Problem to work on
Report each line of the records where "format" occurs.

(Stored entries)
*-*-*
//! Filesystem cache backend.
//!
//! One payload file per key under the output directory, named
//! `{filePrefix}{md5(key)}`, plus a JSON metadata record per key in the
//! metadata directory (`{outputDirectory}/.meta` unless configured), named
//! `{filePrefix}{md5(key)}.meta`. Backends with different prefixes can share
//! both directories, and `clean(All)` only deletes files carrying its own
//! prefix. Files are written to a temporary sibling and renamed into place,
//! so a concurrent reader sees either the previous payload or the new one.
//!
//! Readers and writers in other processes are not otherwise coordinated.
//! Between the metadata rename and the payload rename of an `add`, a reader
//! pairs the new record with the previous payload and fails the integrity
//! check. With `removeCorrupted` off that read is just a miss. With it on
//! (the default) the reader evicts both halves; the writer's payload rename
//! then lands anyway, `add` still returns `true`, and the key is left with a
//! payload but no metadata. That orphan reads as a miss until the next
//! `add` or `remove` of the key.

use super::{CacheBackend, CleanMode, EntryEngine, Lookup, PayloadStore};
use crate::clock::Clock;
use crate::error::{Error, Result};
use crate::fsio;
use crate::key::{file_id, is_file_id};
use crate::meta::MetaStore;
use crate::observability::CacheMetrics;
use crate::options::{FileOptions, FileOptionsLayer};
use crate::serialization;
use serde::de::DeserializeOwned;
use serde::Serialize;
use std::path::{Path, PathBuf};
use std::sync::Arc;
use tokio::fs;

/// Directory of payload files.
#[derive(Clone, Debug)]
pub struct FileStore {
    dir: PathBuf,
    prefix: String,
}

impl FileStore {
    /// Path of the payload file for `key`.
    pub fn path(&self, key: &str) -> PathBuf {
        self.dir.join(file_id(&self.prefix, key))
    }
}

impl PayloadStore for FileStore {
    async fn read(&self, key: &str) -> Result<Option<Vec<u8>>> {
        Ok(fsio::read_optional(&self.path(key)).await?)
    }

    async fn write(&self, key: &str, bytes: Vec<u8>, _expire: u64) -> Result<()> {
        fsio::write_atomic(&self.path(key), &bytes).await?;
        Ok(())
    }

    async fn delete(&self, key: &str) -> Result<()> {
        fsio::remove_if_exists(&self.path(key)).await?;
        Ok(())
    }

    async fn contains(&self, key: &str) -> Result<bool> {
        Ok(fs::try_exists(self.path(key)).await?)
    }
}

/// Filesystem backend with optional gzip compression.
///
/// # Example
///
/// ```no_run
/// # use next_cache::backend::{CacheBackend, FileBackend};
/// # use next_cache::options::FileOptionsLayer;
/// # use next_cache::error::Result;
/// # async fn example() -> Result<()> {
/// let layer = FileOptionsLayer::default()
///     .output_directory("/var/cache/app")
///     .compression(true, 6);
///
/// let backend = FileBackend::new(&layer).await?;
/// backend.add("page:/index", "<html></html>", Some(300)).await;
/// # Ok(())
/// # }
/// ```
#[derive(Clone)]
pub struct FileBackend {
    engine: EntryEngine,
    store: FileStore,
    options: FileOptions,
}

impl FileBackend {
    /// Create a backend from caller overrides merged over the file defaults.
    ///
    /// # Errors
    /// Returns `Error::ConfigError` if the options are invalid or the output
    /// directory does not exist or is not writable.
    pub async fn new(caller: &FileOptionsLayer) -> Result<Self> {
        let options = FileOptions::merged([caller])?;
        check_output_directory(&options.output_directory).await?;

        let meta = MetaStore::directory(
            options.metadata_path(),
            options.backend.metadata.file_prefix(&options.file_prefix),
        )
        .await?;
        let mut engine = EntryEngine::new(options.backend.clone(), meta);
        if options.compression.enabled {
            engine = engine.with_compression(options.compression.level);
        }

        let store = FileStore {
            dir: options.output_directory.clone(),
            prefix: options.file_prefix.clone(),
        };

        info!(
            "✓ File cache backend initialized at {} (compression: {})",
            options.output_directory.display(),
            options.compression.enabled
        );

        Ok(FileBackend {
            engine,
            store,
            options,
        })
    }

    /// Backend writing to `dir` with every other option at its default.
    ///
    /// # Errors
    /// Same as [`FileBackend::new`].
    pub async fn open(dir: impl Into<PathBuf>) -> Result<Self> {
        Self::new(&FileOptionsLayer::default().output_directory(dir)).await
    }

    pub fn with_clock(mut self, clock: Arc<dyn Clock>) -> Self {
        self.engine = self.engine.with_clock(clock);
        self
    }

    pub fn with_metrics(mut self, metrics: Arc<dyn CacheMetrics>) -> Self {
        self.engine = self.engine.with_metrics(metrics);
        self
    }

    pub fn options(&self) -> &FileOptions {
        &self.options
    }

    /// Metadata store, for inspection.
    pub fn meta(&self) -> &MetaStore {
        self.engine.meta()
    }

    /// Payload file for `key`.
    pub fn payload_path(&self, key: &str) -> PathBuf {
        self.store.path(key)
    }
}

/// Fail fast on a missing or read-only output directory.
async fn check_output_directory(dir: &Path) -> Result<()> {
    let metadata = fs::metadata(dir).await.map_err(|e| {
        Error::ConfigError(format!(
            "Output directory {} is not accessible: {}",
            dir.display(),
            e
        ))
    })?;

    if !metadata.is_dir() {
        return Err(Error::ConfigError(format!(
            "Output directory {} is not a directory",
            dir.display()
        )));
    }

    let probe = dir.join(".write-probe");
    fsio::write_atomic(&probe, b"").await.map_err(|e| {
        Error::ConfigError(format!(
            "Output directory {} is not writable: {}",
            dir.display(),
            e
        ))
    })?;
    fsio::remove_if_exists(&probe).await?;
    Ok(())
}

impl CacheBackend for FileBackend {
    async fn load(&self, key: &str) -> Lookup<Vec<u8>> {
        self.engine.load(&self.store, key).await
    }

    async fn load_value<T>(&self, key: &str) -> Lookup<T>
    where
        T: DeserializeOwned + Send,
    {
        self.engine.load_value(&self.store, key).await
    }

    async fn add<T>(&self, key: &str, value: &T, ttl: Option<u64>) -> bool
    where
        T: Serialize + Sync + ?Sized,
    {
        match serialization::serialize_for_cache(value) {
            Ok(bytes) => self.engine.add(&self.store, key, bytes, ttl).await,
            Err(e) => {
                warn!("Cannot serialize value for {}: {}", key, e);
                false
            }
        }
    }

    async fn add_serialized(&self, key: &str, bytes: Vec<u8>, ttl: Option<u64>) -> bool {
        self.engine.add(&self.store, key, bytes, ttl).await
    }

    async fn remove(&self, key: &str) -> bool {
        self.engine.remove(&self.store, key).await
    }

    async fn test(&self, key: &str) -> bool {
        self.engine.test(&self.store, key).await
    }

    async fn touch(&self, key: &str, extra: i64) -> bool {
        self.engine.touch(&self.store, key, extra).await
    }

    async fn clean(&self, mode: CleanMode) -> Result<bool> {
        match mode {
            CleanMode::All => {
                warn!(
                    "⚠ Clearing file cache at {} (prefix {:?})",
                    self.options.output_directory.display(),
                    self.options.file_prefix
                );
                let prefix = &self.options.file_prefix;
                let removed = fsio::remove_files_where(&self.options.output_directory, |name| {
                    is_file_id(prefix, name)
                })
                .await?;
                self.engine.meta().clear().await?;
                debug!("✓ Removed {} payload files with prefix {:?}", removed, prefix);
                Ok(true)
            }
            CleanMode::Old | CleanMode::User => Err(Error::UnsupportedOperation(format!(
                "file backend cannot clean mode '{}'",
                mode
            ))),
        }
    }
}

#[cfg(test)]
mod tests {
    use super::*;
    use crate::options::OptionsLayer;

    async fn backend(dir: &Path) -> FileBackend {
        FileBackend::open(dir).await.expect("Failed to open backend")
    }

    #[tokio::test]
    async fn test_missing_directory_fails_fast() {
        let dir = tempfile::tempdir().unwrap();
        let err = FileBackend::open(dir.path().join("missing"))
            .await
            .err()
            .expect("Expected construction to fail");
        assert!(matches!(err, Error::ConfigError(_)));
    }

    #[tokio::test]
    async fn test_file_instead_of_directory_fails() {
        let dir = tempfile::tempdir().unwrap();
        let file = dir.path().join("plain");
        std::fs::write(&file, b"x").unwrap();

        let err = FileBackend::open(&file).await.err().expect("Expected failure");
        assert!(matches!(err, Error::ConfigError(_)));
    }

    #[tokio::test]
    async fn test_payload_file_layout() {
        let dir = tempfile::tempdir().unwrap();
        let layer = FileOptionsLayer::default()
            .output_directory(dir.path())
            .file_prefix("page_");
        let backend = FileBackend::new(&layer).await.unwrap();

        assert!(backend.add("home", "<html/>", None).await);

        let path = backend.payload_path("home");
        assert_eq!(path.parent(), Some(dir.path()));
        assert_eq!(
            path.file_name().unwrap().to_str().unwrap(),
            file_id("page_", "home")
        );
        assert!(path.exists());
        assert!(dir.path().join(".meta").is_dir());
        assert!(!dir.path().join(".write-probe").exists());
    }

    #[tokio::test]
    async fn test_external_metadata_path() {
        let out = tempfile::tempdir().unwrap();
        let meta = tempfile::tempdir().unwrap();
        let layer = FileOptionsLayer::default()
            .output_directory(out.path())
            .with_backend(OptionsLayer::default().metadata_path(meta.path()));
        let backend = FileBackend::new(&layer).await.unwrap();

        backend.add("k", &42u64, None).await;
        assert_eq!(std::fs::read_dir(meta.path()).unwrap().count(), 1);

        assert!(backend.clean(CleanMode::All).await.unwrap());
        assert_eq!(std::fs::read_dir(meta.path()).unwrap().count(), 0);
        assert!(!backend.test("k").await);
    }

    #[tokio::test]
    async fn test_missing_payload_is_not_fresh() {
        let dir = tempfile::tempdir().unwrap();
        let backend = backend(dir.path()).await;

        backend.add("k", "v", None).await;
        std::fs::remove_file(backend.payload_path("k")).unwrap();

        assert!(!backend.test("k").await);
        assert_eq!(backend.load("k").await, Lookup::Miss);
    }

    #[tokio::test]
    async fn test_unsupported_clean_modes() {
        let dir = tempfile::tempdir().unwrap();
        let backend = backend(dir.path()).await;
        backend.add("k", "v", None).await;

        for mode in [CleanMode::Old, CleanMode::User] {
            let err = backend.clean(mode).await.unwrap_err();
            assert!(matches!(err, Error::UnsupportedOperation(_)));
        }
        assert!(backend.test("k").await);
    }

    #[tokio::test]
    async fn test_prefixes_share_a_directory() {
        let dir = tempfile::tempdir().unwrap();
        let open = |prefix: &str| {
            let layer = FileOptionsLayer::default()
                .output_directory(dir.path())
                .file_prefix(prefix);
            async move { FileBackend::new(&layer).await.unwrap() }
        };
        let a = open("a_").await;
        let b = open("b_").await;
        std::fs::write(dir.path().join("notes.txt"), b"keep").unwrap();

        assert!(a.add("k", "from-a", None).await);
        assert!(b.add("k", "from-b", None).await);

        assert_eq!(
            a.load_value::<String>("k").await,
            Lookup::Hit("from-a".to_string())
        );
        assert_eq!(
            b.load_value::<String>("k").await,
            Lookup::Hit("from-b".to_string())
        );

        assert!(a.clean(CleanMode::All).await.unwrap());
        assert!(!a.test("k").await);
        assert_eq!(
            b.load_value::<String>("k").await,
            Lookup::Hit("from-b".to_string())
        );
        assert!(dir.path().join("notes.txt").exists());
        assert!(dir.path().join(".meta").is_dir());
    }

    #[tokio::test]
    async fn test_reader_between_renames_leaves_orphaned_payload() {
        let dir = tempfile::tempdir().unwrap();
        let backend = backend(dir.path()).await;
        assert!(backend.add("k", "old", None).await);

        // A concurrent add has renamed its metadata record into place but not
        // yet its payload.
        let stored = serialization::serialize_for_cache("new").unwrap();
        let mut record = backend.meta().load("k").await.unwrap();
        record.hash = Some(record.cache_control.digest(&stored));
        backend.meta().write("k", &record).await.unwrap();

        assert_eq!(backend.load("k").await, Lookup::Miss);
        assert!(backend.meta().load("k").await.is_none());
        assert!(!backend.payload_path("k").exists());

        // The writer's payload rename lands afterwards.
        std::fs::write(backend.payload_path("k"), &stored).unwrap();
        assert!(!backend.test("k").await);
        assert_eq!(backend.load("k").await, Lookup::Miss);
        assert!(backend.payload_path("k").exists());

        assert!(backend.add("k", "new", None).await);
        assert_eq!(
            backend.load_value::<String>("k").await,
            Lookup::Hit("new".to_string())
        );
    }
}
*-*-*
Reply to the task
        Error::ConfigError(format!(
        return Err(Error::ConfigError(format!(
        Error::ConfigError(format!(
            CleanMode::Old | CleanMode::User => Err(Error::UnsupportedOperation(format!(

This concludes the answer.